-- Data records follows --

//! # Navgraph Engine
//!
//! Hierarchical valuation graph with incremental price propagation.
//!
//! This crate provides:
//! - [`AdjacencyBuilder`]: Ownership declarations to a frozen structure
//! - [`NodeRegistry`]: Dense slots, typed nodes and links
//! - [`SensitivityMatrix`]: Summed path weights from every stock upward
//! - [`Propagator`]: Full-recompute and sensitivity (delta) strategies
//! - [`ValuationGraph`]: The graph, its price store and its active strategy
//! - [`StreamingLoop`]: Feeds price records through the graph into a sink
//!
//! ## Architecture
//!
//! ```text
//! Declarations ─> AdjacencyBuilder ─> Adjacency ─> NodeRegistry ─┬─> PriceStore
//!                                                                │
//!                                                                └─> SensitivityMatrix
//!
//! PriceUpdate ─> ValuationGraph::apply ─> Propagator ─> PriceEvents ─> PriceSink
//! ```
//!
//! ## Usage
//!
//! ```rust
//! use navgraph_engine::ValuationGraphBuilder;
//!
//! let mut graph = ValuationGraphBuilder::new()
//!     .container("R")?
//!     .container("P")?
//!     .container("Q")?
//!     .holding("A", 2.0, "P")?
//!     .holding("A", 3.0, "Q")?
//!     .holding("P", 1.0, "R")?
//!     .holding("Q", 1.0, "R")?
//!     .build()?;
//!
//! graph.apply("A", 10.0)?;
//! assert_eq!(graph.price("R")?, Some(50.0));
//! # Ok::<(), navgraph_core::GraphError>(())
//! ```

#![warn(missing_docs)]
#![warn(clippy::all)]

pub mod adjacency;
pub mod builder;
pub mod error;
pub mod graph;
pub mod nodes;
pub mod prices;
pub mod propagation;
pub mod registry;
pub mod sensitivity;
pub mod streaming;

// Re-exports
pub use adjacency::{Adjacency, AdjacencyBuilder, Ownership};
pub use builder::ValuationGraphBuilder;
pub use error::{StreamError, StreamResult};
pub use graph::{ComponentState, ValuationGraph};
pub use nodes::{Component, Edge, PortfolioNode, StockNode};
pub use prices::PriceStore;
pub use propagation::{FullRecompute, Propagator, SensitivityPropagator};
pub use registry::NodeRegistry;
pub use sensitivity::{Affected, SensitivityMatrix};
pub use streaming::{StreamSummary, StreamingLoop};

-- Data records concluded --

Exercise requirements
Reproduce the entries above exactly.

Problem solution
//! # Navgraph Engine
//!
//! Hierarchical valuation graph with incremental price propagation.
//!
//! This crate provides:
//! - [`AdjacencyBuilder`]: Ownership declarations to a frozen structure
//! - [`NodeRegistry`]: Dense slots, typed nodes and links
//! - [`SensitivityMatrix`]: Summed path weights from every stock upward
//! - [`Propagator`]: Full-recompute and sensitivity (delta) strategies
//! - [`ValuationGraph`]: The graph, its price store and its active strategy
//! - [`StreamingLoop`]: Feeds price records through the graph into a sink
//!
//! ## Architecture
//!
//! ```text
//! Declarations ─> AdjacencyBuilder ─> Adjacency ─> NodeRegistry ─┬─> PriceStore
//!                                                                │
//!                                                                └─> SensitivityMatrix
//!
//! PriceUpdate ─> ValuationGraph::apply ─> Propagator ─> PriceEvents ─> PriceSink
//! ```
//!
//! ## Usage
//!
//! ```rust
//! use navgraph_engine::ValuationGraphBuilder;
//!
//! let mut graph = ValuationGraphBuilder::new()
//!     .container("R")?
//!     .container("P")?
//!     .container("Q")?
//!     .holding("A", 2.0, "P")?
//!     .holding("A", 3.0, "Q")?
//!     .holding("P", 1.0, "R")?
//!     .holding("Q", 1.0, "R")?
//!     .build()?;
//!
//! graph.apply("A", 10.0)?;
//! assert_eq!(graph.price("R")?, Some(50.0));
//! # Ok::<(), navgraph_core::GraphError>(())
//! ```

#![warn(missing_docs)]
#![warn(clippy::all)]

pub mod adjacency;
pub mod builder;
pub mod error;
pub mod graph;
pub mod nodes;
pub mod prices;
pub mod propagation;
pub mod registry;
pub mod sensitivity;
pub mod streaming;

// Re-exports
pub use adjacency::{Adjacency, AdjacencyBuilder, Ownership};
pub use builder::ValuationGraphBuilder;
pub use error::{StreamError, StreamResult};
pub use graph::{ComponentState, ValuationGraph};
pub use nodes::{Component, Edge, PortfolioNode, StockNode};
pub use prices::PriceStore;
pub use propagation::{FullRecompute, Propagator, SensitivityPropagator};
pub use registry::NodeRegistry;
pub use sensitivity::{Affected, SensitivityMatrix};
pub use streaming::{StreamSummary, StreamingLoop};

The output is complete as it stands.